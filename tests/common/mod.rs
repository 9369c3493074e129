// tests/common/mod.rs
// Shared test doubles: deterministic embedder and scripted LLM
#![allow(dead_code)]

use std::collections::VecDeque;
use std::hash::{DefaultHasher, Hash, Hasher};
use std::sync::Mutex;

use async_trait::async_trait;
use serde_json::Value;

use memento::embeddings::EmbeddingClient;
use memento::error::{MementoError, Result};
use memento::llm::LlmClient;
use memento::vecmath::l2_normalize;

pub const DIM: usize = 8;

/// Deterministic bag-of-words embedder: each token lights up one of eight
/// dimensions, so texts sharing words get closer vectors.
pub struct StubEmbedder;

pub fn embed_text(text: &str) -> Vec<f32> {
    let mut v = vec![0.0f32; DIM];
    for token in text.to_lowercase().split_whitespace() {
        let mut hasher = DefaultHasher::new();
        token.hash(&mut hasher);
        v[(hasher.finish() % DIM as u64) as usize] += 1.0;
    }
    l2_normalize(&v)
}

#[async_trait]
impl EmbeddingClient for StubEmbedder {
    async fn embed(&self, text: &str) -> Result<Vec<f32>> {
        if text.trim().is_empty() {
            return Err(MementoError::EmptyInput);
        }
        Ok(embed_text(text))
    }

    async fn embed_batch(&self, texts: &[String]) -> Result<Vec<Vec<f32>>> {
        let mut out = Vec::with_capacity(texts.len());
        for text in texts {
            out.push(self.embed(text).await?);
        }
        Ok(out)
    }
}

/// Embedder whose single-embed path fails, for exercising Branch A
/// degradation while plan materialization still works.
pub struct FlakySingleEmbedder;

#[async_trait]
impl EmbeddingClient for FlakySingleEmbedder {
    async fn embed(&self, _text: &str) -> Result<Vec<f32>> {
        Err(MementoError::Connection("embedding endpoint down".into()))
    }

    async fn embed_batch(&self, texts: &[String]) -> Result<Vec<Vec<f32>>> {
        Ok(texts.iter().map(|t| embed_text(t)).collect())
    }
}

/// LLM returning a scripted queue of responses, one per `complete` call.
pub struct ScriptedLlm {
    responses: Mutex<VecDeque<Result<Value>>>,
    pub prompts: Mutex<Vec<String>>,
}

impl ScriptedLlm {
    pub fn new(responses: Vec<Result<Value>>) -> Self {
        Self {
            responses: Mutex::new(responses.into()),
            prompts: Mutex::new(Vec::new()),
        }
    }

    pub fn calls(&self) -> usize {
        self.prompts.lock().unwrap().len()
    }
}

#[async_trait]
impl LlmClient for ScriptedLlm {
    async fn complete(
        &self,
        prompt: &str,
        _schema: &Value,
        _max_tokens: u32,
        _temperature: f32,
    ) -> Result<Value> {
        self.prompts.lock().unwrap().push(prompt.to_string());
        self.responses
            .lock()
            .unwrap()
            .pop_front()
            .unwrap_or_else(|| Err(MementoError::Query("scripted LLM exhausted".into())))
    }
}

******************************

**PROBLEM TO SOLVE**
Quote the data above from the line containing "repository 9369c3493074e129" to the line containing "async fn embed(&self, _text: &str)", inclusive, and stop.

**EXERCISE SOLUTION**
repository 9369c3493074e129
// tests/common/mod.rs
// Shared test doubles: deterministic embedder and scripted LLM
#![allow(dead_code)]

use std::collections::VecDeque;
use std::hash::{DefaultHasher, Hash, Hasher};
use std::sync::Mutex;

use async_trait::async_trait;
use serde_json::Value;

use memento::embeddings::EmbeddingClient;
use memento::error::{MementoError, Result};
use memento::llm::LlmClient;
use memento::vecmath::l2_normalize;

pub const DIM: usize = 8;

/// Deterministic bag-of-words embedder: each token lights up one of eight
/// dimensions, so texts sharing words get closer vectors.
pub struct StubEmbedder;

pub fn embed_text(text: &str) -> Vec<f32> {
    let mut v = vec![0.0f32; DIM];
    for token in text.to_lowercase().split_whitespace() {
        let mut hasher = DefaultHasher::new();
        token.hash(&mut hasher);
        v[(hasher.finish() % DIM as u64) as usize] += 1.0;
    }
    l2_normalize(&v)
}

#[async_trait]
impl EmbeddingClient for StubEmbedder {
    async fn embed(&self, text: &str) -> Result<Vec<f32>> {
        if text.trim().is_empty() {
            return Err(MementoError::EmptyInput);
        }
        Ok(embed_text(text))
    }

    async fn embed_batch(&self, texts: &[String]) -> Result<Vec<Vec<f32>>> {
        let mut out = Vec::with_capacity(texts.len());
        for text in texts {
            out.push(self.embed(text).await?);
        }
        Ok(out)
    }
}

/// Embedder whose single-embed path fails, for exercising Branch A
/// degradation while plan materialization still works.
pub struct FlakySingleEmbedder;

#[async_trait]
impl EmbeddingClient for FlakySingleEmbedder {
    async fn embed(&self, _text: &str) -> Result<Vec<f32>> {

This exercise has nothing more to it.